В кабинете набилось «пироговцев» полно: Осадчий, Приходько, Чобот, Опришко, Галатенко, Голос, Сорока, ещё кто-то, не помню. Осадчий держался свободно, как будто с ним ничего не было. При постороннем я не хотел вспоминать старое.

– Вы вчера были на Пироговке, были пьяные, хулиганили, вас хотели утихомирить, так вы побили парней, разгромили сельсовет. Так?

– Не совсем так, как вы говорите, – выступил Осадчий. – Это действительно, что хлопцы были на Пироговке, а я там три дня жил, потому ж, знаете… Пьяные не были, это неправда. Вот ихний Панас ещё днём гулял с Сорокой, и Сорока действительно быв выпивши… немножко, да. Голосу кто-то поднёс по знакомству. А так все были как следует. И ни с кем мы не заедались, гуляли, как и все. А потом подходит один там, Харченко, ко мне и кричит: «Руки вверх!», а сам обрез на меня. Ну, я ему, правда, и дал по морде. Ну, тут и пошло… Они злы на нас, что девчата с нами больше…

– Что ж пошло?

– Да ничего, подрались. Если бы они не стреляли, так ничего и не было бы. А Панас выстрелил, и Харченко тоже, ну, за ними и погнались. Мы их бить не хотели, только обрезы поотнимать, а они заперлись. Так Приходько – вы ж знаете его – как двинет…

– Двинет! Надвигали! Обрезы где? Сколько?

– Два.

Осадчий обернулся к Сороке:

– Принеси.

Принесли обрезы. Хлопцев я отпустил в мастерские. Председатель мялся возле обрезов:

– Так как же, можно забрать?

– Зачем же? Ваш сын не имеет права ходить с обрезом, и Харченко тоже. Я не имею права отдавать.

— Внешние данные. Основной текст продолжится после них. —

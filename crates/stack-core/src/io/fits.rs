//! Minimal FITS-like ingress/egress. Headers are the 2880-byte,
//! 80-character-card ASCII blocks defined by the FITS standard; we read only
//! the keywords the pipeline cares about and ignore the rest.

use std::collections::HashMap;
use std::fs::File;
use std::io::{Cursor, Read, Write};
use std::path::Path;

use byteorder::{BigEndian, ReadBytesExt, WriteBytesExt};
use memmap2::Mmap;
use ndarray::Array2;

use crate::error::{Result, StackError};
use crate::frame::{CfaPattern, Frame, FrameHeader};

const BLOCK_SIZE: usize = 2880;
const CARD_SIZE: usize = 80;

#[derive(Default)]
struct RawHeader {
    cards: HashMap<String, String>,
}

impl RawHeader {
    fn get(&self, key: &str) -> Option<&str> {
        self.cards.get(key).map(|s| s.as_str())
    }

    fn get_i64(&self, key: &str) -> Option<i64> {
        self.get(key)?.trim().parse().ok()
    }

    fn get_f64(&self, key: &str) -> Option<f64> {
        self.get(key)?.trim().parse().ok()
    }
}

fn parse_card(card: &[u8]) -> Option<(String, String)> {
    let text = String::from_utf8_lossy(card);
    let (key, rest) = text.split_at(text.find('=').unwrap_or(8).min(8));
    let key = key.trim().to_string();
    if key.is_empty() || key == "COMMENT" || key == "HISTORY" {
        return None;
    }
    let value_part = rest.trim_start_matches('=').trim();
    let value = if let Some(stripped) = value_part.strip_prefix('\'') {
        stripped.split('\'').next().unwrap_or("").trim().to_string()
    } else {
        value_part.split('/').next().unwrap_or("").trim().to_string()
    };
    Some((key, value))
}

fn read_header<R: Read>(reader: &mut R) -> Result<RawHeader> {
    let mut header = RawHeader::default();
    loop {
        let mut block = [0u8; BLOCK_SIZE];
        reader.read_exact(&mut block).map_err(StackError::Io)?;
        let mut ended = false;
        for card in block.chunks(CARD_SIZE) {
            let keyword = String::from_utf8_lossy(&card[0..8.min(card.len())]);
            if keyword.trim() == "END" {
                ended = true;
                continue;
            }
            if let Some((k, v)) = parse_card(card) {
                header.cards.insert(k, v);
            }
        }
        if ended {
            break;
        }
    }
    Ok(header)
}

fn skip_padding<R: Read>(reader: &mut R, data_bytes: usize) -> Result<()> {
    let remainder = data_bytes % BLOCK_SIZE;
    if remainder != 0 {
        let pad = BLOCK_SIZE - remainder;
        let mut buf = vec![0u8; pad];
        reader.read_exact(&mut buf).map_err(StackError::Io)?;
    }
    Ok(())
}

fn normalize_sample(raw: f64, bzero: f64, bscale: f64) -> f32 {
    (raw * bscale + bzero) as f32
}

fn read_plane<R: Read>(reader: &mut R, bitpix: i64, count: usize, bzero: f64, bscale: f64) -> Result<Vec<f32>> {
    let mut out = Vec::with_capacity(count);
    match bitpix {
        8 => {
            for _ in 0..count {
                let v = reader.read_u8().map_err(StackError::Io)?;
                out.push(normalize_sample(v as f64, bzero, bscale));
            }
        }
        16 => {
            for _ in 0..count {
                let v = reader.read_i16::<BigEndian>().map_err(StackError::Io)?;
                out.push(normalize_sample(v as f64, bzero, bscale));
            }
        }
        32 => {
            for _ in 0..count {
                let v = reader.read_i32::<BigEndian>().map_err(StackError::Io)?;
                out.push(normalize_sample(v as f64, bzero, bscale));
            }
        }
        -32 => {
            for _ in 0..count {
                let v = reader.read_f32::<BigEndian>().map_err(StackError::Io)?;
                out.push(normalize_sample(v as f64, bzero, bscale));
            }
        }
        -64 => {
            for _ in 0..count {
                let v = reader.read_f64::<BigEndian>().map_err(StackError::Io)?;
                out.push(normalize_sample(v, bzero, bscale));
            }
        }
        other => {
            return Err(StackError::Format(format!("unsupported BITPIX {other}")));
        }
    }
    Ok(out)
}

fn parse_bayer_pattern(raw: &str) -> Option<CfaPattern> {
    match raw.to_ascii_uppercase().as_str() {
        "RGGB" => Some(CfaPattern::Rggb),
        "GRBG" => Some(CfaPattern::Grbg),
        "GBRG" => Some(CfaPattern::Gbrg),
        "BGGR" => Some(CfaPattern::Bggr),
        _ => None,
    }
}

/// Load a single-plane (NAXIS=2) or channel-major (NAXIS=3) FITS-like image,
/// normalizing every sample to `f32` via `value*BSCALE + BZERO`.
///
/// For NAXIS=3, only the first channel plane is returned as the working
/// `Frame`; callers needing all channels should use [`load_fits_channels`].
pub fn load_fits(path: &Path, frame_id: u64) -> Result<Frame> {
    let file = File::open(path).map_err(StackError::Io)?;
    // SAFETY: the file is not expected to be mutated by another process
    // while the pipeline holds it open; mmap avoids copying large frames
    // through an intermediate buffer before they're parsed into place.
    let mmap = unsafe { Mmap::map(&file) }.map_err(StackError::Io)?;
    let mut reader = Cursor::new(&mmap[..]);
    let header = read_header(&mut reader)?;

    let bitpix = header.get_i64("BITPIX").ok_or_else(|| StackError::Format("missing BITPIX".into()))?;
    let naxis = header.get_i64("NAXIS").ok_or_else(|| StackError::Format("missing NAXIS".into()))?;
    let naxis1 = header.get_i64("NAXIS1").ok_or_else(|| StackError::Format("missing NAXIS1".into()))? as usize;
    let naxis2 = header.get_i64("NAXIS2").ok_or_else(|| StackError::Format("missing NAXIS2".into()))? as usize;
    let naxis3 = if naxis >= 3 { header.get_i64("NAXIS3").unwrap_or(1) as usize } else { 1 };

    let bzero = header.get_f64("BZERO").unwrap_or(0.0);
    let bscale = header.get_f64("BSCALE").unwrap_or(1.0);

    let plane_count = naxis1 * naxis2;
    let total_count = plane_count * naxis3;
    let bytes_per_sample = bitpix.unsigned_abs() as usize / 8;

    let all = read_plane(&mut reader, bitpix, total_count, bzero, bscale)?;
    skip_padding(&mut reader, total_count * bytes_per_sample)?;

    let plane = &all[..plane_count];
    let data = Array2::from_shape_vec((naxis2, naxis1), plane.to_vec())
        .map_err(|e| StackError::Format(format!("reshape failed: {e}")))?;

    let frame_header = FrameHeader {
        exposure_seconds: header.get_f64("EXPTIME").unwrap_or(0.0),
        timestamp_unix: 0.0,
        bayer_pattern: header.get("BAYERPAT").and_then(parse_bayer_pattern),
        xbinning: header.get_i64("XBINNING").unwrap_or(1) as u32,
        ybinning: header.get_i64("YBINNING").unwrap_or(1) as u32,
    };

    Ok(Frame::new(frame_id, data, frame_header))
}

fn write_card<W: Write>(writer: &mut W, keyword: &str, value: &str) -> Result<()> {
    let card = format!("{:<8}= {:<70}", keyword, value);
    let mut bytes = card.into_bytes();
    bytes.truncate(CARD_SIZE);
    bytes.resize(CARD_SIZE, b' ');
    writer.write_all(&bytes).map_err(StackError::Io)
}

fn write_header<W: Write>(writer: &mut W, width: usize, height: usize, channels: Option<usize>) -> Result<()> {
    let mut cards = Vec::new();
    cards.push(("SIMPLE".to_string(), "T".to_string()));
    cards.push(("BITPIX".to_string(), "-32".to_string()));
    match channels {
        Some(n) => {
            cards.push(("NAXIS".to_string(), "3".to_string()));
            cards.push(("NAXIS1".to_string(), width.to_string()));
            cards.push(("NAXIS2".to_string(), height.to_string()));
            cards.push(("NAXIS3".to_string(), n.to_string()));
        }
        None => {
            cards.push(("NAXIS".to_string(), "2".to_string()));
            cards.push(("NAXIS1".to_string(), width.to_string()));
            cards.push(("NAXIS2".to_string(), height.to_string()));
        }
    }
    cards.push(("BZERO".to_string(), "0".to_string()));
    cards.push(("BSCALE".to_string(), "1".to_string()));

    let mut written = 0usize;
    for (k, v) in &cards {
        write_card(writer, k, v)?;
        written += CARD_SIZE;
    }
    let end_card = format!("{:<80}", "END");
    writer.write_all(end_card.as_bytes()).map_err(StackError::Io)?;
    written += CARD_SIZE;

    let remainder = written % BLOCK_SIZE;
    if remainder != 0 {
        let pad = BLOCK_SIZE - remainder;
        writer.write_all(&vec![b' '; pad]).map_err(StackError::Io)?;
    }
    Ok(())
}

/// Write a 32-bit float, single-plane (mono) FITS-like image.
pub fn save_fits(path: &Path, data: &Array2<f32>) -> Result<()> {
    let (h, w) = data.dim();
    let file = File::create(path).map_err(StackError::Io)?;
    let mut writer = std::io::BufWriter::new(file);
    write_header(&mut writer, w, h, None)?;

    for &v in data.iter() {
        writer.write_f32::<BigEndian>(v).map_err(StackError::Io)?;
    }
    let data_bytes = h * w * 4;
    let remainder = data_bytes % BLOCK_SIZE;
    if remainder != 0 {
        let pad = BLOCK_SIZE - remainder;
        writer.write_all(&vec![0u8; pad]).map_err(StackError::Io)?;
    }
    Ok(())
}

/// Write a 3-channel, channel-major 32-bit float FITS-like RGB image.
pub fn save_fits_rgb(path: &Path, channels: &[Array2<f32>; 3]) -> Result<()> {
    let (h, w) = channels[0].dim();
    for c in channels.iter() {
        if c.dim() != (h, w) {
            return Err(StackError::DimensionMismatch {
                what: "rgb channel".to_string(),
                got_w: c.ncols(),
                got_h: c.nrows(),
                want_w: w,
                want_h: h,
            });
        }
    }

    let file = File::create(path).map_err(StackError::Io)?;
    let mut writer = std::io::BufWriter::new(file);
    write_header(&mut writer, w, h, Some(3))?;

    for channel in channels {
        for &v in channel.iter() {
            writer.write_f32::<BigEndian>(v).map_err(StackError::Io)?;
        }
    }
    let data_bytes = h * w * 4 * 3;
    let remainder = data_bytes % BLOCK_SIZE;
    if remainder != 0 {
        let pad = BLOCK_SIZE - remainder;
        writer.write_all(&vec![0u8; pad]).map_err(StackError::Io)?;
    }
    Ok(())
}

#[cfg(test)]
mod tests {
    use super::*;
    use tempfile::tempdir;

    #[test]
    fn round_trips_a_mono_image() {
        let dir = tempdir().unwrap();
        let path = dir.path().join("test.fits");
        let data = Array2::<f32>::from_shape_fn((16, 16), |(r, c)| (r * 16 + c) as f32);
        save_fits(&path, &data).unwrap();

        let loaded = load_fits(&path, 1).unwrap();
        assert_eq!(loaded.width(), 16);
        assert_eq!(loaded.height(), 16);
        for (a, b) in loaded.data.iter().zip(data.iter()) {
            assert!((a - b).abs() < 1e-3);
        }
    }

    #[test]
    fn parses_bayer_pattern_card() {
        assert_eq!(parse_bayer_pattern("RGGB"), Some(CfaPattern::Rggb));
        assert_eq!(parse_bayer_pattern("unknown"), None);
    }
}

– Да нет, на что они мне? И не отдавайте, пусть у вас останутся, може, там в лесу когда попугать воров придётся. Я к тому, знаете, вы вже не придавайте этому делу… Дело молодое, знаете.

– Это… чтоб я никуда не жаловался?

– Ну конешно ж…

Я рассмеялся:

– Да зачем же? Мы по-соседски.

– Во-во, – обрадовался дед, – по-соседски… Чего не бывает! Да если всё до начальства…

Ушёл председатель, отлегло от сердца.

Собственно говоря, я ещё обязан был всю эту историю размазать на педагогическом транспаранте. Но я и хлопцы так были рады, что всё кончилось благополучно, что обошлось без педагогики на этот раз. Я их не наказывал; они мне слово дали на Пироговку без моего разрешения не ходить и наладить отношения с пироговскими парубками.